## Task prompt:
One number, and no other words, should make up the answer: how many lines of the listing contain the string "crate".

*** Block opens ***

// ============================================================================
// src/io/sysfs.rs - Read-only Device Attribute Reporting
// ============================================================================
//!
//! デバイス属性の読み取り専用レポート
//!
//! `Device` の不変フィールドを属性ツリーへ投影する。状態遷移は持たず、
//! 登録失敗はログに残すだけでデバイスは動作を継続する。

use alloc::format;
use alloc::string::String;
use alloc::vec::Vec;
use core::fmt;

use crate::device::Device;
use crate::io::traits::{AttributeTree, DevicePlatform};

/// 属性グループ名
pub const ATTR_GROUP: &str = "amdxdna";

/// 公開する属性名
pub const ATTR_NAMES: [&str; 3] = ["device_type", "vbnv", "fw_version"];

/// 属性ツリーエラー
#[derive(Debug, Clone, Copy, PartialEq, Eq)]
pub enum SysfsError {
    /// 観測メカニズムが利用できない
    Unavailable,
    /// 同名グループが既に存在
    AlreadyExists,
}

impl fmt::Display for SysfsError {
    fn fmt(&self, f: &mut fmt::Formatter<'_>) -> fmt::Result {
        match self {
            SysfsError::Unavailable => write!(f, "attribute tree unavailable"),
            SysfsError::AlreadyExists => write!(f, "attribute group already exists"),
        }
    }
}

/// 属性1件（名前と表示値）
#[derive(Debug, Clone, PartialEq, Eq)]
pub struct DeviceAttribute {
    pub name: &'static str,
    pub value: String,
}

/// 属性の表示値を生成
pub fn show<P: DevicePlatform>(device: &Device<P>, name: &str) -> Option<String> {
    let value = match name {
        "device_type" => format!("{}\n", device.info().device_type.code()),
        "vbnv" => format!("{}\n", device.info().vbnv),
        "fw_version" => format!("{}\n", device.fw_version()),
        _ => return None,
    };
    Some(value)
}

/// 全属性を生成
pub fn attributes<P: DevicePlatform>(device: &Device<P>) -> Vec<DeviceAttribute> {
    ATTR_NAMES
        .iter()
        .filter_map(|&name| show(device, name).map(|value| DeviceAttribute { name, value }))
        .collect()
}

/// 属性グループを登録
///
/// 失敗は致命的ではない。登録できたかどうかを返す。
pub fn init<P: DevicePlatform>(device: &Device<P>) -> bool {
    let attrs = attributes(device);
    match device.platform().create_group(ATTR_GROUP, &attrs) {
        Ok(()) => true,
        Err(e) => {
            crate::xdna_err!(device, "Create attr group failed: {}", e);
            false
        }
    }
}

/// 属性グループを削除
pub fn fini<T: AttributeTree + ?Sized>(tree: &T) {
    tree.remove_group(ATTR_GROUP);
}

#[cfg(test)]
mod tests {
    use super::*;
    use crate::config::DriverConfig;
    use crate::device::{DeviceInfo, DeviceType, FirmwareVersion};
    use crate::sim::{PageLayout, SimPlatform};

    fn probe(platform: SimPlatform) -> Device<SimPlatform> {
        Device::probe(
            platform,
            DeviceInfo::new("npu0", DeviceType::Kmq, "RyzenAI-npu1"),
            FirmwareVersion::new(1, 5, 2, 380),
            DriverConfig::default(),
        )
        .unwrap()
    }

    #[test]
    fn test_attribute_format() {
        let device = probe(SimPlatform::bypass_only(PageLayout::Contiguous));
        assert_eq!(show(&device, "device_type").as_deref(), Some("0\n"));
        assert_eq!(show(&device, "vbnv").as_deref(), Some("RyzenAI-npu1\n"));
        assert_eq!(show(&device, "fw_version").as_deref(), Some("1.5.2.380\n"));
        assert_eq!(show(&device, "bogus"), None);
    }

    #[test]
    fn test_group_registered_at_probe() {
        let device = probe(SimPlatform::bypass_only(PageLayout::Contiguous));
        assert!(device.sysfs_registered());
        let group = device.platform().attribute_group(ATTR_GROUP).unwrap();
        let names: Vec<&str> = group.iter().map(|a| a.name).collect();
        assert_eq!(names, ATTR_NAMES);
    }

    #[test]
    fn test_registration_failure_is_not_fatal() {
        let platform = SimPlatform::bypass_only(PageLayout::Contiguous);
        platform.fail_attribute_tree(true);
        let device = probe(platform);
        assert!(!device.sysfs_registered());
        assert!(device.platform().attribute_group(ATTR_GROUP).is_none());
    }
}
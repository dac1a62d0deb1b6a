// ============================================================================
// src/lib.rs - NPU Buffer-Object DMA Mapping Core
// ============================================================================
//!
//! AI-engine (NPU) デバイスドライバのメモリ管理コア。
//!
//! バッファオブジェクト (BO) のホストメモリをデバイスから見えるようにする。
//! アドレッシングモードはプローブ時に一度だけ決定される:
//!
//! - **Translated**: IOMMU が PASID 単位でアドレス変換を行う
//! - **Bypass**: デバイスは物理アドレスを直接参照する。ページをピン留めし、
//!   Scatter-Gather テーブルを構築してデバイスに登録する
//!
//! ## データフロー
//! ```text
//! BO作成 -> map() -> Device::addressing_mode()
//!    (Bypass)     PagePinner -> SgBuilder -> SegmentProgrammer
//!    (Translated) IommuOps::attach_range
//! BO破棄 -> unmap() -> map時と逆順に解放
//! ```

#![cfg_attr(not(test), no_std)]

extern crate alloc;

pub mod config;
pub mod device;
pub mod error;
pub mod io;
pub mod mm;
pub mod sim;

#[doc(hidden)]
pub use log as __log;

pub use config::DriverConfig;
pub use device::{Device, DeviceInfo, DeviceType, FirmwareVersion, MappingStats};
pub use error::{
    DriverError, DriverResult, MappingError, ModeError, PinError, RegistrationError, SgError,
};
pub use io::dma::{map, unmap, MappingHandle, MappingState};
pub use io::iommu::{AddressingMode, Pasid, RequestedMode};
pub use io::traits::{AttributeTree, DevicePlatform, IommuOps, PinOps, SegmentProgrammer};
pub use mm::bo::{BoFlags, BoId, BufferObject};
pub use mm::pin::{PagePinner, PinnedPage, PinnedPages, UserRange, PAGE_SIZE};
pub use mm::sg::{ScatterGatherTable, Segment, SgBuilder};
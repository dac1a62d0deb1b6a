// ============================================================================
// src/config.rs - Driver Module Parameters
// ============================================================================
//!
//! ドライバのモジュールパラメータ。
//!
//! `key=value` を空白区切りで並べた文字列からパースする:
//! ```text
//! iommu_mode=1 priv_load=0 start_col_index=-1 max_pinned_pages=65536 max_segments=256
//! ```
//!
//! `iommu_mode` の数値は `0` = PASID (Translated強制)、`1` = NO_PASID
//! (Bypass強制)、それ以外は自動選択。

use core::fmt;

use crate::io::iommu::RequestedMode;
use crate::mm::pin::PAGE_SIZE;

/// Scatter-Gatherセグメント長のデフォルト上限 (4GiB未満のページ境界)
pub const DEFAULT_MAX_SEGMENT_LEN: u32 = u32::MAX & !(PAGE_SIZE as u32 - 1);

/// 設定パラメータエラー
#[derive(Debug, Clone, Copy, PartialEq, Eq)]
pub enum ConfigError {
    /// 未知のパラメータ名
    UnknownKey,
    /// `key=value` 形式ではない
    Malformed,
    /// 値のパースに失敗
    InvalidValue,
    /// セグメント長の上限がページサイズ未満
    SegmentTooSmall,
}

impl fmt::Display for ConfigError {
    fn fmt(&self, f: &mut fmt::Formatter<'_>) -> fmt::Result {
        match self {
            ConfigError::UnknownKey => write!(f, "unknown parameter"),
            ConfigError::Malformed => write!(f, "malformed parameter"),
            ConfigError::InvalidValue => write!(f, "invalid parameter value"),
            ConfigError::SegmentTooSmall => write!(f, "max_segment_len below page size"),
        }
    }
}

/// ドライバ設定
#[derive(Debug, Clone, Copy, PartialEq, Eq)]
pub struct DriverConfig {
    /// 要求アドレッシングモード
    pub iommu_mode: RequestedMode,
    /// 特権ファームウェアロード (コアは報告のみ)
    pub priv_load: bool,
    /// AIE開始カラム (-1 = ファームウェア既定)
    pub start_col_index: i32,
    /// デバイスあたりのピン留めページ上限
    pub max_pinned_pages: usize,
    /// セグメント長の上限
    pub max_segment_len: u32,
    /// テーブルあたりのセグメント数上限
    pub max_segments: usize,
}

impl DriverConfig {
    pub const fn new() -> Self {
        Self {
            iommu_mode: RequestedMode::Auto,
            priv_load: false,
            start_col_index: -1,
            max_pinned_pages: usize::MAX,
            max_segment_len: DEFAULT_MAX_SEGMENT_LEN,
            max_segments: usize::MAX,
        }
    }

    /// モジュールパラメータ文字列をパース
    ///
    /// 指定のないパラメータはデフォルト値のまま。
    pub fn parse(params: &str) -> Result<Self, ConfigError> {
        let mut config = Self::new();
        for param in params.split_whitespace() {
            let (key, value) = param.split_once('=').ok_or(ConfigError::Malformed)?;
            config.set(key, value)?;
        }
        config.validate()?;
        Ok(config)
    }

    /// 単一パラメータを設定
    pub fn set(&mut self, key: &str, value: &str) -> Result<(), ConfigError> {
        match key {
            "iommu_mode" => {
                let raw: i64 = value.parse().map_err(|_| ConfigError::InvalidValue)?;
                self.iommu_mode = RequestedMode::from_param(raw);
            }
            "priv_load" => self.priv_load = parse_bool(value)?,
            "start_col_index" => {
                let col: i32 = value.parse().map_err(|_| ConfigError::InvalidValue)?;
                if col < -1 {
                    return Err(ConfigError::InvalidValue);
                }
                self.start_col_index = col;
            }
            "max_pinned_pages" => {
                self.max_pinned_pages = value.parse().map_err(|_| ConfigError::InvalidValue)?;
            }
            "max_segment_len" => {
                self.max_segment_len = parse_u32(value)?;
            }
            "max_segments" => {
                let max: usize = value.parse().map_err(|_| ConfigError::InvalidValue)?;
                if max == 0 {
                    return Err(ConfigError::InvalidValue);
                }
                self.max_segments = max;
            }
            _ => {
                log::warn!("config: unknown parameter '{}'", key);
                return Err(ConfigError::UnknownKey);
            }
        }
        Ok(())
    }

    /// パラメータ間の整合性を検証
    pub fn validate(&self) -> Result<(), ConfigError> {
        if (self.max_segment_len as usize) < PAGE_SIZE {
            return Err(ConfigError::SegmentTooSmall);
        }
        Ok(())
    }
}

impl Default for DriverConfig {
    fn default() -> Self {
        Self::new()
    }
}

fn parse_bool(value: &str) -> Result<bool, ConfigError> {
    match value {
        "1" | "y" | "Y" | "true" => Ok(true),
        "0" | "n" | "N" | "false" => Ok(false),
        _ => Err(ConfigError::InvalidValue),
    }
}

/// 10進数または `0x` 付き16進数
fn parse_u32(value: &str) -> Result<u32, ConfigError> {
    let parsed = match value.strip_prefix("0x").or_else(|| value.strip_prefix("0X")) {
        Some(hex) => u32::from_str_radix(hex, 16),
        None => value.parse(),
    };
    parsed.map_err(|_| ConfigError::InvalidValue)
}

*** Block closes ***

## Result for this task:
9